In another case, Beth Edwards (her name has been changed at her request), a retired teacher covered by traditional Medicare with a supplemental drug policy and basically satisfied with her coverage, was urged to at least check out the MAs offered by the state. Within minutes of asking for program details from a State University Retirement System (SURS) representative, this individual started enrolling her in an MA. When she dissented and said she was not ready to so enroll, the representative seemed to continue with the process anyway. Unnerved, she demanded to speak to the woman’s supervisor, repeating her unwillingness to join the plan. She thought the matter was settled, only to later discover that the transfer to the MA had gone forward. Given the potential for cost savings, it is worth considering whether it had become department policy to overzealously “push” retirees into MAs. Beth had to fight for months to be “disenrolled” from the plan and return to her former status quo. As one of her own doctors observed, the stress caused by her efforts may have led to the stroke she had during this period.

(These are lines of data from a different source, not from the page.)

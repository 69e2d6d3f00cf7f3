//! Register reconciliation: system total vs physical count.
//!
//! Compares the ledger's recorded sales total for today against the
//! operator's bill/transfer count and produces the signed difference that
//! gates the closing flow. Loading the system total is best effort: a query
//! failure is logged and the last successfully loaded value stays visible,
//! so the count screen keeps working while the ledger is unhappy.

use chrono::Local;
use rusqlite::params;
use serde_json::Value;
use std::sync::Mutex;
use tracing::warn;

use crate::counting::{
    self, from_cents, to_cents, BillCount, CountSheet, TransferCount,
};
use crate::db::DbState;

/// Managed state carrying the last successfully loaded system total.
#[derive(Default)]
pub struct ReconciliationState {
    last_system_total_cents: Mutex<i64>,
}

impl ReconciliationState {
    pub fn new() -> Self {
        Self::default()
    }

    /// Last system total that loaded successfully, in centavos.
    pub fn last_system_total_cents(&self) -> i64 {
        *self
            .last_system_total_cents
            .lock()
            .unwrap_or_else(|e| e.into_inner())
    }

    fn store(&self, cents: i64) {
        *self
            .last_system_total_cents
            .lock()
            .unwrap_or_else(|e| e.into_inner()) = cents;
    }
}

/// Everything the closing screen needs, recomputed fresh on every call.
#[derive(Debug, Clone, Copy, PartialEq, Eq)]
pub struct ReconciliationResult {
    pub system_total_cents: i64,
    pub cash_total_cents: i64,
    pub transfers_total_cents: i64,
    pub counted_total_cents: i64,
    pub difference_cents: i64,
}

impl ReconciliationResult {
    /// The close gate: counted cash agrees exactly with recorded sales.
    pub fn is_balanced(&self) -> bool {
        self.difference_cents == 0
    }

    /// JSON shape the register screens render.
    pub fn to_json(&self) -> Value {
        serde_json::json!({
            "systemTotal": from_cents(self.system_total_cents),
            "cashTotal": from_cents(self.cash_total_cents),
            "transfersTotal": from_cents(self.transfers_total_cents),
            "countedTotal": from_cents(self.counted_total_cents),
            "difference": from_cents(self.difference_cents),
            "balanced": self.is_balanced(),
        })
    }
}

/// Today's date in the ledger's `fecha` format (local calendar day).
pub fn today() -> String {
    Local::now().format("%Y-%m-%d").to_string()
}

// ---------------------------------------------------------------------------
// System total
// ---------------------------------------------------------------------------

/// Sum of `total` over today's sales for the org/branch, in centavos.
///
/// On query failure the error is logged and the last successful total is
/// returned instead; reconciliation stays usable when the refresh fails.
pub fn load_system_total(
    db: &DbState,
    state: &ReconciliationState,
    org_id: &str,
    branch_id: &str,
) -> i64 {
    let loaded: Result<f64, String> = (|| {
        let conn = db.conn.lock().map_err(|e| e.to_string())?;
        conn.query_row(
            "SELECT COALESCE(SUM(total), 0) FROM sales
             WHERE org_id = ?1 AND branch_id = ?2 AND fecha >= ?3",
            params![org_id, branch_id, today()],
            |row| row.get(0),
        )
        .map_err(|e| format!("sum today's sales: {e}"))
    })();

    match loaded {
        Ok(total) => {
            let cents = to_cents(total);
            state.store(cents);
            cents
        }
        Err(e) => {
            warn!(branch_id, "System total refresh failed, keeping last value: {e}");
            state.last_system_total_cents()
        }
    }
}

// ---------------------------------------------------------------------------
// Pure computation
// ---------------------------------------------------------------------------

/// Compute the reconciliation result from counts and a system total.
///
/// Deterministic: the four derived totals come only from the arguments.
pub fn compute(
    bills: &BillCount,
    transfers: &TransferCount,
    system_total_cents: i64,
) -> ReconciliationResult {
    let cash_total_cents = counting::cash_total_cents(bills);
    let transfers_total_cents = counting::transfers_total_cents(transfers);
    let counted_total_cents = cash_total_cents + transfers_total_cents;

    ReconciliationResult {
        system_total_cents,
        cash_total_cents,
        transfers_total_cents,
        counted_total_cents,
        difference_cents: counted_total_cents - system_total_cents,
    }
}

// ---------------------------------------------------------------------------
// Handoff to the closing flow
// ---------------------------------------------------------------------------

/// Package the current counts and totals for the closing screen.
///
/// This is a state handoff, not a ledger write: the closing flow receives
/// the exact snapshot the operator reviewed.
pub fn closing_handoff(sheet: &CountSheet, result: &ReconciliationResult) -> Value {
    serde_json::json!({
        "systemTotal": from_cents(result.system_total_cents),
        "countedTotal": from_cents(result.counted_total_cents),
        "difference": from_cents(result.difference_cents),
        "movements": {
            "bills": sheet.bills,
            "transfers": sheet.transfers.iter()
                .map(|(bank, cents)| (bank.clone(), Value::from(from_cents(*cents))))
                .collect::<serde_json::Map<String, Value>>(),
            "totals": {
                "cash": from_cents(result.cash_total_cents),
                "transfers": from_cents(result.transfers_total_cents),
                "total": from_cents(result.counted_total_cents),
            },
        },
    })
}

// ===========================================================================
// Tests
// ===========================================================================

Affecting many more people in Champaign County is the recent move by the state to offer only one MA preferred provider organization (PPO) plan to all public sector retirees, including university faculty and staff, namely Aetna PPO. Although a contract with Carle Hospital has since been signed, there was an obvious concern for many retirees that they would no longer have access to their regular Carle doctors. Care disruption remains a future possibility, as Aetna has in the past removed doctors from the HMO network offered Springfield retirees. Complaints also have been common about the quality of services, including the limited number of within-network specialists in certain categories within the HMO plan.

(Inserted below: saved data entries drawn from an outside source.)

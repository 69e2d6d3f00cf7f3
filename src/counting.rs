//! Physical cash counting for the register reconciliation flow.
//!
//! All monetary arithmetic here happens in integer centavos. Bill quantities
//! times whole-córdoba denominations and operator-typed transfer amounts are
//! exact in centavos, so the closing gate's `difference == 0` comparison is
//! never disturbed by binary floating point.

use serde::{Deserialize, Serialize};
use std::collections::BTreeMap;

/// Córdoba bill/coin face values accepted at the register, largest first.
pub const DENOMINATIONS: &[i64] = &[1000, 500, 200, 100, 50, 20, 10, 5, 1];

/// Banks the register accepts transfer payments from.
pub const TRANSFER_BANKS: &[&str] = &["BAC", "Banpro", "Lafise"];

/// Currency symbol used in operator-facing messages.
pub const CURRENCY: &str = "C$";

/// Quantity of bills counted per denomination. Absent entries count as zero.
pub type BillCount = BTreeMap<i64, u32>;

/// Transfer amount per bank, in centavos. Absent entries count as zero.
pub type TransferCount = BTreeMap<String, i64>;

/// Counted snapshot handed from reconciliation to the closing flow.
#[derive(Debug, Clone, Serialize, Deserialize, Default)]
pub struct CountSheet {
    #[serde(default)]
    pub bills: BillCount,
    #[serde(default)]
    pub transfers: TransferCount,
}

// ---------------------------------------------------------------------------
// Quantity updates
// ---------------------------------------------------------------------------

/// Set the counted quantity for a denomination to an absolute value.
///
/// Unknown denominations are ignored; a zero quantity removes the entry so
/// the map only carries what was actually counted.
pub fn set_quantity(bills: &mut BillCount, denomination: i64, quantity: u32) {
    if !DENOMINATIONS.contains(&denomination) {
        return;
    }
    if quantity == 0 {
        bills.remove(&denomination);
    } else {
        bills.insert(denomination, quantity);
    }
}

/// Increment the counted quantity for a denomination by one.
pub fn increment(bills: &mut BillCount, denomination: i64) {
    let current = quantity(bills, denomination);
    set_quantity(bills, denomination, current.saturating_add(1));
}

/// Decrement the counted quantity for a denomination by one, clamped at zero.
pub fn decrement(bills: &mut BillCount, denomination: i64) {
    let current = quantity(bills, denomination);
    set_quantity(bills, denomination, current.saturating_sub(1));
}

/// Current counted quantity for a denomination (absent = 0).
pub fn quantity(bills: &BillCount, denomination: i64) -> u32 {
    bills.get(&denomination).copied().unwrap_or(0)
}

/// Record an operator-typed transfer amount for a bank.
///
/// Non-numeric or negative input coerces to zero, matching the register's
/// "never NaN, never negative" input rule. Unknown banks are ignored.
pub fn set_transfer(transfers: &mut TransferCount, bank: &str, raw_amount: &str) {
    if !TRANSFER_BANKS.contains(&bank) {
        return;
    }
    let cents = parse_amount_cents(raw_amount);
    if cents == 0 {
        transfers.remove(bank);
    } else {
        transfers.insert(bank.to_string(), cents);
    }
}

// ---------------------------------------------------------------------------
// Centavo arithmetic
// ---------------------------------------------------------------------------

/// Parse a decimal money string into non-negative centavos.
///
/// Accepts up to two fraction digits ("25.5" reads as 25.50). Anything
/// unparsable, negative, or overlong in the fraction reads as 0.
pub fn parse_amount_cents(raw: &str) -> i64 {
    let s = raw.trim();
    if s.is_empty() || s.starts_with('-') {
        return 0;
    }
    let (whole, frac) = match s.split_once('.') {
        Some((w, f)) => (w, f),
        None => (s, ""),
    };
    if frac.len() > 2 || !frac.chars().all(|c| c.is_ascii_digit()) {
        return 0;
    }
    let whole: i64 = if whole.is_empty() {
        0
    } else {
        match whole.parse() {
            Ok(n) => n,
            Err(_) => return 0,
        }
    };
    let frac_cents: i64 = match frac.len() {
        0 => 0,
        1 => frac.parse::<i64>().unwrap_or(0) * 10,
        _ => frac.parse().unwrap_or(0),
    };
    whole.saturating_mul(100).saturating_add(frac_cents)
}

/// Convert a ledger REAL amount to centavos, rounding half away from zero.
pub fn to_cents(amount: f64) -> i64 {
    (amount * 100.0).round() as i64
}

/// Convert centavos back to the f64 amount the ledger and UI use.
pub fn from_cents(cents: i64) -> f64 {
    cents as f64 / 100.0
}

/// Σ(denomination × quantity) over the counted bills, in centavos.
pub fn cash_total_cents(bills: &BillCount) -> i64 {
    bills
        .iter()
        .map(|(denomination, qty)| denomination * 100 * i64::from(*qty))
        .sum()
}

/// Σ(amount) over the counted transfers, in centavos.
pub fn transfers_total_cents(transfers: &TransferCount) -> i64 {
    transfers.values().sum()
}

// ===========================================================================
// Tests
// ===========================================================================

#[cfg(test)]
mod tests {
    use super::*;

    #[test]
    fn quantities_clamp_at_zero_and_have_no_upper_bound() {
        let mut bills = BillCount::new();

        decrement(&mut bills, 100);
        assert_eq!(quantity(&bills, 100), 0);

        set_quantity(&mut bills, 100, 99_999);
        increment(&mut bills, 100);
        assert_eq!(quantity(&bills, 100), 100_000);

        decrement(&mut bills, 100);
        assert_eq!(quantity(&bills, 100), 99_999);
    }

    #[test]
    fn zero_quantity_removes_entry_and_unknown_denomination_is_ignored() {
        let mut bills = BillCount::new();
        set_quantity(&mut bills, 100, 3);
        set_quantity(&mut bills, 100, 0);
        assert!(bills.is_empty());

        set_quantity(&mut bills, 77, 4);
        assert!(bills.is_empty());
    }

    #[test]
    fn cash_total_is_exact_sum_of_denomination_times_quantity() {
        let mut bills = BillCount::new();
        set_quantity(&mut bills, 100, 2);
        set_quantity(&mut bills, 50, 1);
        assert_eq!(cash_total_cents(&bills), 250_00);
    }

    #[test]
    fn transfer_parsing_coerces_garbage_to_zero() {
        let mut transfers = TransferCount::new();

        set_transfer(&mut transfers, "BAC", "25.50");
        assert_eq!(transfers_total_cents(&transfers), 25_50);

        set_transfer(&mut transfers, "Banpro", "no-un-numero");
        set_transfer(&mut transfers, "Lafise", "-10");
        assert_eq!(transfers_total_cents(&transfers), 25_50);

        // Unknown bank is dropped entirely
        set_transfer(&mut transfers, "BancoFantasma", "500");
        assert_eq!(transfers.len(), 1);
    }

    #[test]
    fn parse_amount_cents_handles_fraction_widths() {
        assert_eq!(parse_amount_cents("25.50"), 2550);
        assert_eq!(parse_amount_cents("25.5"), 2550);
        assert_eq!(parse_amount_cents("25"), 2500);
        assert_eq!(parse_amount_cents(".75"), 75);
        assert_eq!(parse_amount_cents("25.505"), 0);
        assert_eq!(parse_amount_cents(""), 0);
        assert_eq!(parse_amount_cents("NaN"), 0);
    }

    #[test]
    fn cents_roundtrip_through_ledger_reals() {
        assert_eq!(to_cents(275.50), 27550);
        assert_eq!(to_cents(from_cents(27550)), 27550);
        // Classic float trap: 0.1 + 0.2
        assert_eq!(to_cents(0.1 + 0.2), 30);
    }
}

When Illinois made the decision to award a PPO contract to Aetna, the decision-making process left a great deal to be desired. There was no avenue for input from retirees. The application proposal submitted by Aetna had error-filled network doctor lists. Quality complaints about Aetna’s prior performance in the state were not taken into serious consideration, nor was Aetna’s national reputation for coverage denials and padding. What seems to have saved the day for Aetna was that the company received the highest possible pricing rating, offering the state five premium-free years of service.

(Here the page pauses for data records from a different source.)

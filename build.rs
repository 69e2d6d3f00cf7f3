use std::process::Command;

fn main() {
    tauri_build::build();

    // Embed build timestamp (UTC ISO-8601) for the startup log
    let now = Command::new("date")
        .args(["-u", "+%Y-%m-%dT%H:%M:%SZ"])
        .output()
        .ok()
        .filter(|o| o.status.success())
        .and_then(|o| String::from_utf8(o.stdout).ok())
        .map(|s| s.trim().to_string())
        .unwrap_or_else(|| "unknown".into());
    println!("cargo:rustc-env=BUILD_TIMESTAMP={now}");
}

How could Aetna afford going without premiums? First, they would still be reimbursed for covered retiree services; but most importantly Aetna, through a major merger with the CVS drug store chain in 2017, has become a health care colossus. Its revenues are enhanced where it outdoes the competition by lowballing service prices, prices that might eventually rise once their position in new markets is secure. Don’t be surprised, moreover, if Aetna’s contract eventually secures additional revenue by charging less for drugs purchased at CVS stores and so expand drug sales, a practice that the company has used elsewhere.

What To Do

The state’s Aetna PPO contract has drawn intense criticism from multiple quarters. Both Democratic and Republican state legislators on the Senate Insurance Committee are pushing to hold hearings on the contract award process for public retiree health services and are seeking greater process transparency. At the federal level and in New York City, retiree and health care advocacy groups like Physicians for a National Health Plan have joined with dissenting union members to challenge moving retirees out of traditional Medicare into MAs without their consent. Multiple health care advocacy groups are especially concerned that the federal government’s experimental MAs are major steps toward privatizing Medicare, leaving US retirees completely at the mercy of health care insurers, thus unchecked in their ability to set prices and engage in practices based only on profit-making and not service quality. If saving and securing quality health care for seniors concerns you, join in efforts such as these where you can.